**WHAT THE TASK ASKS**.
Wherever "format" appears in a line of the listing, report that line.
⟨
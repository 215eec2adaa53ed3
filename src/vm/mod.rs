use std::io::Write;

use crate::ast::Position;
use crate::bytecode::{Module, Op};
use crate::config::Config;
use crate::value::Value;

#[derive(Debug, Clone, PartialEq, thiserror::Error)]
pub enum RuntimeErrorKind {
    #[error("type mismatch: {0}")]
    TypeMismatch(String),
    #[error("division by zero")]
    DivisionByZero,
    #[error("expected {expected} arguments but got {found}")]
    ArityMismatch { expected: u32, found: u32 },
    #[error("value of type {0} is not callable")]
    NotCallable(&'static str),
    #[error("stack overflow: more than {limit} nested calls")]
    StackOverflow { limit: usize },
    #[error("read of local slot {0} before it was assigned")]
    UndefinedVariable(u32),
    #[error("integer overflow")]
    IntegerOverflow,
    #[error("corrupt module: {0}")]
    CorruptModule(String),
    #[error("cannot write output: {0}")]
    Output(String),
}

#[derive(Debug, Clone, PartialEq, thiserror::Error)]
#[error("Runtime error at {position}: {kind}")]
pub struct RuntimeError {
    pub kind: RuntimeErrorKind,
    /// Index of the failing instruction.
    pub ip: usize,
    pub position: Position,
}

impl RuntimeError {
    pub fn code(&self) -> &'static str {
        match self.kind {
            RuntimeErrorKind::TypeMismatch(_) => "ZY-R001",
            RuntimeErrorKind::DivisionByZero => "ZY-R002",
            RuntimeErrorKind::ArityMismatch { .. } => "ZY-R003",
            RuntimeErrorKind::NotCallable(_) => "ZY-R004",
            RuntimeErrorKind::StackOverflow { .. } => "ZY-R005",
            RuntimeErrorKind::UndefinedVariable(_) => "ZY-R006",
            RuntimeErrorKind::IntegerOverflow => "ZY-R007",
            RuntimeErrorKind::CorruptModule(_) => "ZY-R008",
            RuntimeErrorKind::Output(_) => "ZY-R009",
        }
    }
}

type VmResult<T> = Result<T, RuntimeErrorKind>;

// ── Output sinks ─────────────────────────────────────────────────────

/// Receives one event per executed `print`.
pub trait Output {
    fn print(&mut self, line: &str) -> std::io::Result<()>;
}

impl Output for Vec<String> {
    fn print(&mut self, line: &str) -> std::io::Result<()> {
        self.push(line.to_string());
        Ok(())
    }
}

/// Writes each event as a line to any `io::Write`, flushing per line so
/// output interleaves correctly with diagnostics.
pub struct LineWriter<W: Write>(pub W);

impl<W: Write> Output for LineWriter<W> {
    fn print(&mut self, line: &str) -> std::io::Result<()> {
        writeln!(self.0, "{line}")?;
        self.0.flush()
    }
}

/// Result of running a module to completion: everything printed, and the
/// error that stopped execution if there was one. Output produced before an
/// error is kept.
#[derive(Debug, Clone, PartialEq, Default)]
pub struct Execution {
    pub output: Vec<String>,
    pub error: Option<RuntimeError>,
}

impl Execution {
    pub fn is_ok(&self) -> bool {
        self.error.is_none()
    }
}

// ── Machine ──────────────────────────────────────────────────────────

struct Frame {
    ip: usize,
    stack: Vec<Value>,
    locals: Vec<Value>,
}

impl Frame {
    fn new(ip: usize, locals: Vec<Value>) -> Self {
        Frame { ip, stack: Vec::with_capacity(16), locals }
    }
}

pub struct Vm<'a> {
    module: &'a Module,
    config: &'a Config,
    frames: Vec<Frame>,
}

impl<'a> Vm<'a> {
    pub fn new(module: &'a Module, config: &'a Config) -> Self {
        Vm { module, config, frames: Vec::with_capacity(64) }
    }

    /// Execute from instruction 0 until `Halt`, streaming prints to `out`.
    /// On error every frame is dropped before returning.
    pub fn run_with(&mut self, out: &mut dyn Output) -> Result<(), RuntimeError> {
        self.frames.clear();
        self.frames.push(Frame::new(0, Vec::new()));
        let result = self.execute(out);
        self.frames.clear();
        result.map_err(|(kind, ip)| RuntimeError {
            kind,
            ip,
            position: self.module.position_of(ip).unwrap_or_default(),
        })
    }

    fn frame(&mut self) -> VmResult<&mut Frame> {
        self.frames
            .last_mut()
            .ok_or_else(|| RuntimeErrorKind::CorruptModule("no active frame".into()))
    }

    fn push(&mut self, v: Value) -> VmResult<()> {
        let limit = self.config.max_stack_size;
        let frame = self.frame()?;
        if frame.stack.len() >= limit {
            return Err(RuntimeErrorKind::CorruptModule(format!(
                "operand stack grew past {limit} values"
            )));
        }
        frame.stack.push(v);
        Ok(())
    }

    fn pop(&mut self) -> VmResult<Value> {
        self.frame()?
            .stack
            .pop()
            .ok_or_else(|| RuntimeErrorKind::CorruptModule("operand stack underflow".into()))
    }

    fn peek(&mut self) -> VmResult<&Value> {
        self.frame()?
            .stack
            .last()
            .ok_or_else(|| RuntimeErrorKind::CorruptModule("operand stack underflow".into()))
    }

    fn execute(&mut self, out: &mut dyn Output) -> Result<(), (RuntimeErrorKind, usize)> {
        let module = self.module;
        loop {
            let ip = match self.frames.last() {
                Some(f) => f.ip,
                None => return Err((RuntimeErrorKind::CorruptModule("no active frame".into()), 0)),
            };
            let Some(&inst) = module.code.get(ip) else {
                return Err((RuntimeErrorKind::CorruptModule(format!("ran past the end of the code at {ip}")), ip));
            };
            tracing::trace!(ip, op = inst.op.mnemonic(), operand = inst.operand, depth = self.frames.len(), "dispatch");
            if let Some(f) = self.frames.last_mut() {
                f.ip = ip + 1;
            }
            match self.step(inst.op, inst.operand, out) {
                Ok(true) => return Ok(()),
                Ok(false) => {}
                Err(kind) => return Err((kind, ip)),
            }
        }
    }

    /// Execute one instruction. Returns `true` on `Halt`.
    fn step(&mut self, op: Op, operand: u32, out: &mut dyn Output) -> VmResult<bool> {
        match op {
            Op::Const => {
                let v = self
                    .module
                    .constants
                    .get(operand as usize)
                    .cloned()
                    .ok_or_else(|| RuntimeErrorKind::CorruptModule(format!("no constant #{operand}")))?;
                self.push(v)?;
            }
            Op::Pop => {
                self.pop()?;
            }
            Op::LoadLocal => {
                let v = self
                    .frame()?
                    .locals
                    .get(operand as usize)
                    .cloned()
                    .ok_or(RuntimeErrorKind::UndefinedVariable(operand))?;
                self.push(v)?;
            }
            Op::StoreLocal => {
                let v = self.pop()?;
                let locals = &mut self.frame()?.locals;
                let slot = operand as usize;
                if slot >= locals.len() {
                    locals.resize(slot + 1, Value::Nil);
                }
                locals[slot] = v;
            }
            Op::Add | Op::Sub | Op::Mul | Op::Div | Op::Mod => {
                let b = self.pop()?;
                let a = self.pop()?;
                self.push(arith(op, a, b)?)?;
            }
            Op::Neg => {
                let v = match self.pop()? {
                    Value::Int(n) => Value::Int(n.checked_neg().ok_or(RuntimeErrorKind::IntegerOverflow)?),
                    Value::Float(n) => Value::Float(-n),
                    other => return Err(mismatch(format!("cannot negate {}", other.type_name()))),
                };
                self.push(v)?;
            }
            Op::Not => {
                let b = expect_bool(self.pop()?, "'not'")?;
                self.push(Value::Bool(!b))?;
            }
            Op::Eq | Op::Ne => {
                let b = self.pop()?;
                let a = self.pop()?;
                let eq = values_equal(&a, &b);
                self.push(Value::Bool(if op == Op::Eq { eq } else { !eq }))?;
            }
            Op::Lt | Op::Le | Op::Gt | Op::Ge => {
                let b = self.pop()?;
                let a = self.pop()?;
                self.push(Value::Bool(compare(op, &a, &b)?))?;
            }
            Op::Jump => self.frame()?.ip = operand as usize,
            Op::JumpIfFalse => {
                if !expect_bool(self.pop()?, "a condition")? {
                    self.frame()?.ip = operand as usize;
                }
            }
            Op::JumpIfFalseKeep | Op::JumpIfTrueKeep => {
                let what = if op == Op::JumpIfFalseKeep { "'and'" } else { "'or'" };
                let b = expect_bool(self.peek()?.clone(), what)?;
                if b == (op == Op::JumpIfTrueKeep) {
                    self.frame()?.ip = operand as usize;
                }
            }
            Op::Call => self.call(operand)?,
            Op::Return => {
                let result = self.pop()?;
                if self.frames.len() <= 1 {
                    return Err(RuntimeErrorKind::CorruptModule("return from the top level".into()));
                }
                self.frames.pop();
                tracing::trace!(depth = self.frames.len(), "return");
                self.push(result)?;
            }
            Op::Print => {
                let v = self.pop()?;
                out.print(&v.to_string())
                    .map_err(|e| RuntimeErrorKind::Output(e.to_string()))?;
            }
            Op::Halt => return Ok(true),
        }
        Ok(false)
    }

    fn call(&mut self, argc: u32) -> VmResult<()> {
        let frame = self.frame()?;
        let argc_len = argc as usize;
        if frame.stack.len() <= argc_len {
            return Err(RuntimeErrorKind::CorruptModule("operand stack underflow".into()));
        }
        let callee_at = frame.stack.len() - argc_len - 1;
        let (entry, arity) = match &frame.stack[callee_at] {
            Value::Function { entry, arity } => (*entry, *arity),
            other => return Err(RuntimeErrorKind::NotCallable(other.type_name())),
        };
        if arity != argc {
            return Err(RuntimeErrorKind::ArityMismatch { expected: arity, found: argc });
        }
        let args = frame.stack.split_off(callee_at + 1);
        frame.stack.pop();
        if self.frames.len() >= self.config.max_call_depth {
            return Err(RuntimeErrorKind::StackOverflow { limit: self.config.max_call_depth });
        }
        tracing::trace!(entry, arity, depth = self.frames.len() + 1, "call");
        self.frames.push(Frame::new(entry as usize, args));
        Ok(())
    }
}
⟩
**WRITTEN SOLUTION**.
            return Err(RuntimeErrorKind::CorruptModule(format!(
                return Err((RuntimeErrorKind::CorruptModule(format!("ran past the end of the code at {ip}")), ip));
                    .ok_or_else(|| RuntimeErrorKind::CorruptModule(format!("no constant #{operand}")))?;
                    other => return Err(mismatch(format!("cannot negate {}", other.type_name()))),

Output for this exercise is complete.